Malaysia’s new prime minister, Ismail Sabri Yaakob, has been sworn in — but analysts warn that political and economic uncertainties remain as the country faces its worst Covid-19 outbreak.
Ismail Sabri took over as prime minister after Muhyiddin Yassin resigned last week, following a rocky 17 months in office wrought by political infighting within the ruling coalition. It ultimately cost Muhyiddin his position.
The new prime minister now faces an immediate challenge of taming Malaysia’s surging Covid infections and rising death count, as well as reviving an economy that has suffered from multiple rounds of lockdowns.
“The political drama since last year has hit Malaysia at a most unfortunate time,” Wellian Wiranto, an economist at Singapore’s OCBC Bank, wrote in a Friday report.

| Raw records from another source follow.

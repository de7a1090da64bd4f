// src/infrastructure/repositories/postgres_content.rs
use super::map_sqlx;
use crate::domain::errors::{DomainError, DomainResult};
use crate::domain::language::{Langcode, Language};
use crate::domain::node::{
    Article, ArticleReadRepository, Campaign, CampaignReadRepository, ImageField, NodeId,
    NodeMeta, NodeTitle, NodeType, RichText, TextFormat,
};
use async_trait::async_trait;
use chrono::{DateTime, Utc};
use sqlx::{FromRow, PgPool};
use uuid::Uuid;

const NODE_SELECT: &str = "SELECT n.nid, n.uuid, n.langcode, l.name AS language_name,
        COALESCE(
            (SELECT s.langcode FROM nodes s WHERE s.nid = n.nid AND s.default_langcode LIMIT 1),
            n.langcode
        ) AS source_langcode,
        ARRAY(SELECT t.langcode FROM nodes t JOIN languages tl ON tl.code = t.langcode
              WHERE t.nid = n.nid ORDER BY tl.weight, t.langcode) AS translation_codes,
        ARRAY(SELECT tl.name FROM nodes t JOIN languages tl ON tl.code = t.langcode
              WHERE t.nid = n.nid ORDER BY tl.weight, t.langcode) AS translation_names,
        n.title, n.created, n.body_value, n.body_format,
        n.field_body_value, n.field_body_summary, n.field_body_format,
        f.uri AS image_uri, n.image_alt, n.external, n.external_url, n.campaign_nid
    FROM nodes n
    JOIN languages l ON l.code = n.langcode
    LEFT JOIN files f ON f.fid = n.image_fid";

const NODE_ORDER: &str = " ORDER BY n.created DESC, n.nid DESC";

#[derive(Clone)]
pub struct PostgresCampaignReadRepository {
    pool: PgPool,
}

impl PostgresCampaignReadRepository {
    pub fn new(pool: PgPool) -> Self {
        Self { pool }
    }
}

#[derive(Clone)]
pub struct PostgresArticleReadRepository {
    pool: PgPool,
}

impl PostgresArticleReadRepository {
    pub fn new(pool: PgPool) -> Self {
        Self { pool }
    }
}

#[derive(Debug, FromRow)]
struct NodeRow {
    nid: i64,
    uuid: Uuid,
    langcode: String,
    language_name: String,
    source_langcode: String,
    translation_codes: Vec<String>,
    translation_names: Vec<String>,
    title: String,
    created: DateTime<Utc>,
    body_value: Option<String>,
    body_format: Option<String>,
    field_body_value: Option<String>,
    field_body_summary: Option<String>,
    field_body_format: Option<String>,
    image_uri: Option<String>,
    image_alt: Option<String>,
    external: bool,
    external_url: Option<String>,
    campaign_nid: Option<i64>,
}

fn rich_text(value: Option<String>, summary: Option<String>, format: Option<String>) -> RichText {
    let format = format
        .as_deref()
        .map(TextFormat::from_machine_name)
        .unwrap_or_default();
    let text = RichText::new(value.unwrap_or_default(), format);
    match summary {
        Some(summary) => text.with_summary(summary),
        None => text,
    }
}

impl NodeRow {
    fn meta(&self) -> DomainResult<NodeMeta> {
        let language = Language::new(Langcode::new(&self.langcode)?, &self.language_name);

        let translations = self
            .translation_codes
            .iter()
            .zip(&self.translation_names)
            .map(|(code, name)| Ok(Language::new(Langcode::new(code)?, name)))
            .collect::<DomainResult<Vec<_>>>()?;

        Ok(NodeMeta {
            id: NodeId::new(self.nid)?,
            uuid: self.uuid,
            language,
            default_langcode: Langcode::new(&self.source_langcode)?,
            translations,
            title: NodeTitle::new(self.title.clone())?,
            created_at: self.created,
        })
    }

    /// A dangling file reference decodes as "no image".
    fn image(&self) -> DomainResult<Option<ImageField>> {
        self.image_uri
            .as_ref()
            .map(|uri| ImageField::new(uri.clone(), self.image_alt.clone().unwrap_or_default()))
            .transpose()
    }
}

impl TryFrom<NodeRow> for Campaign {
    type Error = DomainError;

    fn try_from(row: NodeRow) -> Result<Self, Self::Error> {
        let meta = row.meta()?;
        let image = row.image()?;
        Ok(Campaign {
            meta,
            external: row.external,
            external_url: row.external_url.filter(|url| !url.trim().is_empty()),
            description: rich_text(row.body_value, None, row.body_format),
            body: rich_text(
                row.field_body_value,
                row.field_body_summary,
                row.field_body_format,
            ),
            image,
        })
    }
}

impl TryFrom<NodeRow> for Article {
    type Error = DomainError;

    fn try_from(row: NodeRow) -> Result<Self, Self::Error> {
        let meta = row.meta()?;
        let image = row.image()?;
        let campaign_nid = row.campaign_nid.ok_or_else(|| {
            DomainError::Persistence(format!("article {} has no campaign", row.nid))
        })?;
        Ok(Article {
            meta,
            body: rich_text(
                row.field_body_value,
                row.field_body_summary,
                row.field_body_format,
            ),
            image,
            campaign_id: NodeId::new(campaign_nid)?,
        })
    }
}

#[async_trait]
impl CampaignReadRepository for PostgresCampaignReadRepository {
    async fn find_by_id(&self, id: NodeId, langcode: &Langcode) -> DomainResult<Option<Campaign>> {
        let sql = format!("{NODE_SELECT} WHERE n.type = $1 AND n.langcode = $2 AND n.nid = $3");
        let row = sqlx::query_as::<_, NodeRow>(&sql)
            .bind(NodeType::Campaign.as_str())
            .bind(langcode.as_str())
            .bind(i64::from(id))
            .fetch_optional(&self.pool)
            .await
            .map_err(map_sqlx)?;

        row.map(Campaign::try_from).transpose()
    }

    async fn list(&self, langcode: &Langcode) -> DomainResult<Vec<Campaign>> {
        let sql = format!("{NODE_SELECT} WHERE n.type = $1 AND n.langcode = $2{NODE_ORDER}");
        let rows = sqlx::query_as::<_, NodeRow>(&sql)
            .bind(NodeType::Campaign.as_str())
            .bind(langcode.as_str())
            .fetch_all(&self.pool)
            .await
            .map_err(map_sqlx)?;

        rows.into_iter().map(Campaign::try_from).collect()
    }
}

#[async_trait]
impl ArticleReadRepository for PostgresArticleReadRepository {
    async fn list_by_campaign(
        &self,
        campaign_id: NodeId,
        langcode: &Langcode,
    ) -> DomainResult<Vec<Article>> {
        let sql = format!(
            "{NODE_SELECT} WHERE n.type = $1 AND n.langcode = $2 AND n.campaign_nid = $3{NODE_ORDER}"
        );
        let rows = sqlx::query_as::<_, NodeRow>(&sql)
            .bind(NodeType::Article.as_str())
            .bind(langcode.as_str())
            .bind(i64::from(campaign_id))
            .fetch_all(&self.pool)
            .await
            .map_err(map_sqlx)?;

        rows.into_iter().map(Article::try_from).collect()
    }
}

#[cfg(test)]
mod tests {
    use super::*;
    use chrono::TimeZone;

    fn row() -> NodeRow {
        NodeRow {
            nid: 7,
            uuid: Uuid::nil(),
            langcode: "fr".into(),
            language_name: "French".into(),
            source_langcode: "en".into(),
            translation_codes: vec!["en".into(), "fr".into()],
            translation_names: vec!["English".into(), "French".into()],
            title: "Mers propres".into(),
            created: Utc.with_ymd_and_hms(2024, 1, 1, 0, 0, 0).unwrap(),
            body_value: Some("Description".into()),
            body_format: Some("plain_text".into()),
            field_body_value: Some("Body".into()),
            field_body_summary: None,
            field_body_format: Some("markdown".into()),
            image_uri: Some("public://campaign.jpg".into()),
            image_alt: None,
            external: true,
            external_url: Some("  ".into()),
            campaign_nid: None,
        }
    }

    #[test]
    fn campaign_row_decodes_into_typed_record() {
        let campaign = Campaign::try_from(row()).unwrap();
        assert_eq!(i64::from(campaign.meta.id), 7);
        assert_eq!(campaign.meta.langcode().as_str(), "fr");
        assert_eq!(campaign.meta.default_langcode.as_str(), "en");
        assert_eq!(campaign.meta.translations.len(), 2);
        assert_eq!(campaign.body.format, TextFormat::Markdown);
        assert_eq!(campaign.image.unwrap().alt(), "");
        assert!(campaign.external_url.is_none());
    }

    #[test]
    fn article_row_requires_campaign_reference() {
        assert!(matches!(
            Article::try_from(row()),
            Err(DomainError::Persistence(_))
        ));

        let mut with_campaign = row();
        with_campaign.campaign_nid = Some(3);
        let article = Article::try_from(with_campaign).unwrap();
        assert_eq!(i64::from(article.campaign_id), 3);
    }

    #[test]
    fn missing_file_decodes_as_no_image() {
        let mut without_file = row();
        without_file.image_uri = None;
        assert!(Campaign::try_from(without_file).unwrap().image.is_none());
    }
}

Daily Covid cases reported in Malaysia surged past the 20,000-mark earlier this month and have since stayed close to that level. The country reported more than 1.5 million cumulative Covid cases as of Sunday, while the death toll crossed 14,000, health ministry data showed.
Adjusting for population size, Malaysia’s daily reported Covid cases are among the highest globally, according to data compiled by online repository Our World in Data.
In his first national address as prime minister, Ismail Sabri on Sunday said he would invite the political opposition to be part of the government’s special committees tasked with fighting the Covid-19 crisis.
Reaching out to the opposition will be “crucial” for the new leader given his slim majority in parliament, said Tricia Yeoh, chief executive of Malaysian think tank Institute for Democracy and Economic Affairs.
Ismail Sabri has the support of 114 lawmakers — just three more than the 111 required for a simple majority.
Yeoh told CNBC’s “Street Signs Asia” on Monday that gaining broader political support will help the new government continue previous efforts to ramp up Covid vaccination and spur economic recovery in Malaysia.
Close to 40% of Malaysia’s population has received two doses of Covid vaccines as of Sunday, data by the health ministry showed.
Analysts said a new prime minister may not end political uncertainties in Malaysia.
“Overall, the fact that a new PM can be found in a relatively short time after Muhyiddin’s resignation … is in itself a good thing,” said Wiranto.
“However, it is unlikely to change the market perception that the country’s political landscape would stay fractured, with policy uncertainties staying as a defining feature of the economy for some time to come.”
The Malaysian benchmark stock index KLCI has been among Asia’s worst performers, and lost around 6.7% so far this year. The currency, the Malaysian ringgit, has lost around 5% against the U.S. dollar during the same period.
Yeoh said “the main thing” that will return the country to political stability in the immediate future is “returning the vote to the people.”
“And that would happen in the form of a general election that will take place, probably some time first or second quarter of 2022,” she added.